=== GOAL OF THE EXERCISE ===
Once the line containing "sort_signed(&mut images)" is found in the entries below, reproduce it and every line after it, stopping at and including the line containing "type Output = usize;"; reproduce nothing else, and keep each line exact.

=== RECORDS SHOWN ===
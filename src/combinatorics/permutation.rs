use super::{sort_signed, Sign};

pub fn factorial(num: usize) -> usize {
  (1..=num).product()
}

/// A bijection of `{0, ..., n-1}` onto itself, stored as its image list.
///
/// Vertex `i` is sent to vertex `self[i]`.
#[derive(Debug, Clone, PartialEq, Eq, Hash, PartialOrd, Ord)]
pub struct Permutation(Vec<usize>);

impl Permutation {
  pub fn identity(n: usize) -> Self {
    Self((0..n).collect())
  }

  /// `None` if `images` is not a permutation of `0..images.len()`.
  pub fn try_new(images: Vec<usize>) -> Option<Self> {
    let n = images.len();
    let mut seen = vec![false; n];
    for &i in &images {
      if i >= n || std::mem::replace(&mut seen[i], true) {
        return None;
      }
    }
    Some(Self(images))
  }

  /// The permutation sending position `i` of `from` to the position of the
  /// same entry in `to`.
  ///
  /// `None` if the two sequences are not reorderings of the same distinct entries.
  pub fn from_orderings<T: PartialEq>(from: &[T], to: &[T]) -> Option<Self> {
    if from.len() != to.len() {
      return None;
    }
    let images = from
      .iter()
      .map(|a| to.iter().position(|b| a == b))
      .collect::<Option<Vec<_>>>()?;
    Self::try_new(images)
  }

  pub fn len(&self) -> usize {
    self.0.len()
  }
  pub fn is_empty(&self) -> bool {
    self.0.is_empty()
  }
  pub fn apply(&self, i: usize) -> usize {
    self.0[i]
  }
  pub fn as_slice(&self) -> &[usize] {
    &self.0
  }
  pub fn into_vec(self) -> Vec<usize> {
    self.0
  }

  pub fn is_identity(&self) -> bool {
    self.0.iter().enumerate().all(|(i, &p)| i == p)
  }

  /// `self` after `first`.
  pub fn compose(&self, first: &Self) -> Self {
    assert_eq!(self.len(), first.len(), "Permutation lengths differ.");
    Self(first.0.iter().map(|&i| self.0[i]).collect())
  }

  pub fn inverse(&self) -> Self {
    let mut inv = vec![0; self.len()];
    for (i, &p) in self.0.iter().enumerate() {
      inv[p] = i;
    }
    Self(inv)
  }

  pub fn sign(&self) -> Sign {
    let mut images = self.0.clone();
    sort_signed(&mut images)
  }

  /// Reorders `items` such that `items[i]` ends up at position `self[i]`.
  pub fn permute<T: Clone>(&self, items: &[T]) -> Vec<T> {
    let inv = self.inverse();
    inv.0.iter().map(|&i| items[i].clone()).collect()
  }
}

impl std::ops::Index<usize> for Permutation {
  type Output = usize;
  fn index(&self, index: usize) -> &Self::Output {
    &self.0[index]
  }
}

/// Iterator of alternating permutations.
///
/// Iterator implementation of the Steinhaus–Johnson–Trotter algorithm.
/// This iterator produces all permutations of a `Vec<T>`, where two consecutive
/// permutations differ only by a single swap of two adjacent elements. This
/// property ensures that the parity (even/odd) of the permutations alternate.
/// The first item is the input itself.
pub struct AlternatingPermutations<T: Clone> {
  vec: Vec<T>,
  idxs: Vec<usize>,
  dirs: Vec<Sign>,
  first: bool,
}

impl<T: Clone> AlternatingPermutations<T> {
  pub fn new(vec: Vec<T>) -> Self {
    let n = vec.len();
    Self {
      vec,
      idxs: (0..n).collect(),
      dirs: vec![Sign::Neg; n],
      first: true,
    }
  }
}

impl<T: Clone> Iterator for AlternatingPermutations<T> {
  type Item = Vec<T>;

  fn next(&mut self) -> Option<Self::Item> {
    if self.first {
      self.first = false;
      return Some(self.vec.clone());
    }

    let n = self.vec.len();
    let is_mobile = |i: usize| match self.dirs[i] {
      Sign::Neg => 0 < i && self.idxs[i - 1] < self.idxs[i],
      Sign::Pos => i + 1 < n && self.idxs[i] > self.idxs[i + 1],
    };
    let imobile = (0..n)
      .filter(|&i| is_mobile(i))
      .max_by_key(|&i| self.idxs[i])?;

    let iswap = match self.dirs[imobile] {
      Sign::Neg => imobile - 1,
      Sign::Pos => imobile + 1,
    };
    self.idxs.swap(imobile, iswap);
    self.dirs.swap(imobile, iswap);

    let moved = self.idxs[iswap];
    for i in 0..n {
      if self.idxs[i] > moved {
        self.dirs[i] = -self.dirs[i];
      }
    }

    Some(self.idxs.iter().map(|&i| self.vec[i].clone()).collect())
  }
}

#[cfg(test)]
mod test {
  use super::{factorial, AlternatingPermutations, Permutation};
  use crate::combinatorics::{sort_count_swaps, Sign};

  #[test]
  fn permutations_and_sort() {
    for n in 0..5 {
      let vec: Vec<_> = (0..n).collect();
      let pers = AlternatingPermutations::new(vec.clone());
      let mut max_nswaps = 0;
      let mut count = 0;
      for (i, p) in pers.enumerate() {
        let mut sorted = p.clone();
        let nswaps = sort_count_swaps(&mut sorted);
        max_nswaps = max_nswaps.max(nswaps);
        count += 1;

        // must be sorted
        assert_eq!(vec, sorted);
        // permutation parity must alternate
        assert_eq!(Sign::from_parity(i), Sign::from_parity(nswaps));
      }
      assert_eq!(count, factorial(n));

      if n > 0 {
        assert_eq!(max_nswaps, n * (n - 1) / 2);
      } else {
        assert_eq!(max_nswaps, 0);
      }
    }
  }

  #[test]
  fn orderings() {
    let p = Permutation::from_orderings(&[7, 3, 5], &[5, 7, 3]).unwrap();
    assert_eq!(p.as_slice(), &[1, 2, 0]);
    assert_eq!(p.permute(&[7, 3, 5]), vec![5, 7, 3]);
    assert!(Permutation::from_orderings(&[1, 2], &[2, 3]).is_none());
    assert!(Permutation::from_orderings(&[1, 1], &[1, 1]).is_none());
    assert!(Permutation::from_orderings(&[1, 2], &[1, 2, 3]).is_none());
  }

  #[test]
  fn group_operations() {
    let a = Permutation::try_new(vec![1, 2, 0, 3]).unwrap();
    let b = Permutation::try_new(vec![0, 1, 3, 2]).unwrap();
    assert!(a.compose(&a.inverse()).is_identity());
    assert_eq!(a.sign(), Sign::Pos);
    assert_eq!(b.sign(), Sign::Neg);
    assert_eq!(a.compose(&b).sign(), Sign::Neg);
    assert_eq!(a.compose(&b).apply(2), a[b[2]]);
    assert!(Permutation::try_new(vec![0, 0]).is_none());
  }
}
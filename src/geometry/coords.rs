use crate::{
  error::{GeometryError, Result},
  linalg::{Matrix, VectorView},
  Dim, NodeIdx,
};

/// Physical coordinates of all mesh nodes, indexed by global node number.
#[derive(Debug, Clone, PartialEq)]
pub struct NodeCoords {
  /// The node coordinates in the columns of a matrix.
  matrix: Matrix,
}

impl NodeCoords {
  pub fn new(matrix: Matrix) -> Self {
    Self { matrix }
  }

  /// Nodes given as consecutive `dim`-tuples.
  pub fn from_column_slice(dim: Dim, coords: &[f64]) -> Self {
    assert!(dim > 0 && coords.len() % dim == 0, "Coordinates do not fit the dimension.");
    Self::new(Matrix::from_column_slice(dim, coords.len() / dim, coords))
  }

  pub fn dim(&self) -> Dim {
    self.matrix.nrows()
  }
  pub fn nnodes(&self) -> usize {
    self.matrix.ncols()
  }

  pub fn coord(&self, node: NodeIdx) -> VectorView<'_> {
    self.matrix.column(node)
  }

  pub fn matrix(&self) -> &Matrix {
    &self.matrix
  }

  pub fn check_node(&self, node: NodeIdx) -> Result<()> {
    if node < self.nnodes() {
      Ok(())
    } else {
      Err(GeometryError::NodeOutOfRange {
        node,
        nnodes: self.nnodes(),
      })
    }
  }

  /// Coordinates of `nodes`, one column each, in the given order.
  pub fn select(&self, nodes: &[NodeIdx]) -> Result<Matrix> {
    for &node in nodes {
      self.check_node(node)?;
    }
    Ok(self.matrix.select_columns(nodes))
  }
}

=== RESULT OF THIS EXERCISE ===
    sort_signed(&mut images)
  }

  /// Reorders `items` such that `items[i]` ends up at position `self[i]`.
  pub fn permute<T: Clone>(&self, items: &[T]) -> Vec<T> {
    let inv = self.inverse();
    inv.0.iter().map(|&i| items[i].clone()).collect()
  }
}

impl std::ops::Index<usize> for Permutation {
  type Output = usize;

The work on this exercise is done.